» What is being asked: Please return every line in the entries below with the word "ConfigError" in it.

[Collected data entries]
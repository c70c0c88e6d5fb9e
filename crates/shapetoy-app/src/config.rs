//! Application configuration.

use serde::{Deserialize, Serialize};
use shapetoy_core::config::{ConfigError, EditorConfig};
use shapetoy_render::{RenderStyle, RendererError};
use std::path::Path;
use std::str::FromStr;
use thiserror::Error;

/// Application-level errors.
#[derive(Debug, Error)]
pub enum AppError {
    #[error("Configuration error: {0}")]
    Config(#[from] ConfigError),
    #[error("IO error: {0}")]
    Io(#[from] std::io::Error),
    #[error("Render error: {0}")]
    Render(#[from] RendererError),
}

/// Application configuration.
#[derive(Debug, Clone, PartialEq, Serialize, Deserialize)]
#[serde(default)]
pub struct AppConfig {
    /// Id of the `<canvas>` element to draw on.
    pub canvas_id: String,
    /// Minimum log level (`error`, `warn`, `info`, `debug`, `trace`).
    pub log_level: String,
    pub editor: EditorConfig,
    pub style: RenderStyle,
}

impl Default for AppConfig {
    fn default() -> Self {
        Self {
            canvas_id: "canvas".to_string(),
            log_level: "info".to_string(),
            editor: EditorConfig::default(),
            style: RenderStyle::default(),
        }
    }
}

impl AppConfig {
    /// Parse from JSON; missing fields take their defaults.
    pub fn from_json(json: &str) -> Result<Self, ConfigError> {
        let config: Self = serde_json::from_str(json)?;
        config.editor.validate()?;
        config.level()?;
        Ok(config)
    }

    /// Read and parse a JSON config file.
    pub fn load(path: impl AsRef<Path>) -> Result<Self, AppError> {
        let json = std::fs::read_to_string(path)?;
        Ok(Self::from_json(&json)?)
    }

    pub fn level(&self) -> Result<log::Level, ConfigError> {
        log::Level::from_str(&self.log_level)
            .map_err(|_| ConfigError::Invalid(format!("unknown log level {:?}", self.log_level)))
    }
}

» The completed task:
use shapetoy_core::config::{ConfigError, EditorConfig};
    Config(#[from] ConfigError),
    pub fn from_json(json: &str) -> Result<Self, ConfigError> {
    pub fn level(&self) -> Result<log::Level, ConfigError> {
            .map_err(|_| ConfigError::Invalid(format!("unknown log level {:?}", self.log_level)))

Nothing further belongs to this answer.